------ Source data ------
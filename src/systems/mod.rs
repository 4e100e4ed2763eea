/*!
Game-system collaborators.

A game system supplies die rolls (with its own explosion rules) and the
schemas it knows about. Systems are looked up by name in a static registry;
randomness comes from a [`RandomSource`] so rolls can be pinned in tests.

Registered systems:
  generic     - exploding dice reroll on the maximum face
  rolemaster  - generic rules plus open-ended percentile (d%!)
*/

pub mod dice;

use rand::Rng;

pub use dice::{GenericSystem, RolemasterSystem};

pub const DEFAULT_SYSTEM: &str = "generic";

/// Inclusive integer source.
pub trait RandomSource {
    fn between(&mut self, low: u32, high: u32) -> u32;
}

/// Thread-local RNG from `rand`.
#[derive(Debug, Default)]
pub struct ThreadRandom;

impl RandomSource for ThreadRandom {
    fn between(&mut self, low: u32, high: u32) -> u32 {
        rand::thread_rng().gen_range(low..=high)
    }
}

pub trait GameSystem {
    fn name(&self) -> &'static str;

    /// Roll one die with `sides` faces, applying the system's explosion rule.
    fn roll_die(&mut self, sides: u32, explode: bool) -> i64;

    fn list_schemas(&self) -> Vec<String> {
        Vec::new()
    }

    fn get_schema(&self, _name: &str) -> Option<serde_json::Value> {
        None
    }
}

type Factory = fn(Box<dyn RandomSource>) -> Box<dyn GameSystem>;

fn generic(rng: Box<dyn RandomSource>) -> Box<dyn GameSystem> {
    Box::new(GenericSystem::new(rng))
}

fn rolemaster(rng: Box<dyn RandomSource>) -> Box<dyn GameSystem> {
    Box::new(RolemasterSystem::new(rng))
}

const REGISTRY: &[(&str, Factory)] = &[("generic", generic), ("rolemaster", rolemaster)];

/// Registered system names, sorted.
pub fn system_names() -> Vec<&'static str> {
    let mut names: Vec<&'static str> = REGISTRY.iter().map(|(name, _)| *name).collect();
    names.sort_unstable();
    names
}

pub fn create_system(name: &str) -> Option<Box<dyn GameSystem>> {
    create_system_with(name, Box::new(ThreadRandom))
}

pub fn create_system_with(name: &str, rng: Box<dyn RandomSource>) -> Option<Box<dyn GameSystem>> {
    REGISTRY
        .iter()
        .find(|(n, _)| *n == name)
        .map(|(_, factory)| factory(rng))
}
------
§ **What you are asked to do**: Filter the lines above, keeping and copying those that contain "high".

§ **Exercise output**:
    fn between(&mut self, low: u32, high: u32) -> u32;
    fn between(&mut self, low: u32, high: u32) -> u32 {
        rand::thread_rng().gen_range(low..=high)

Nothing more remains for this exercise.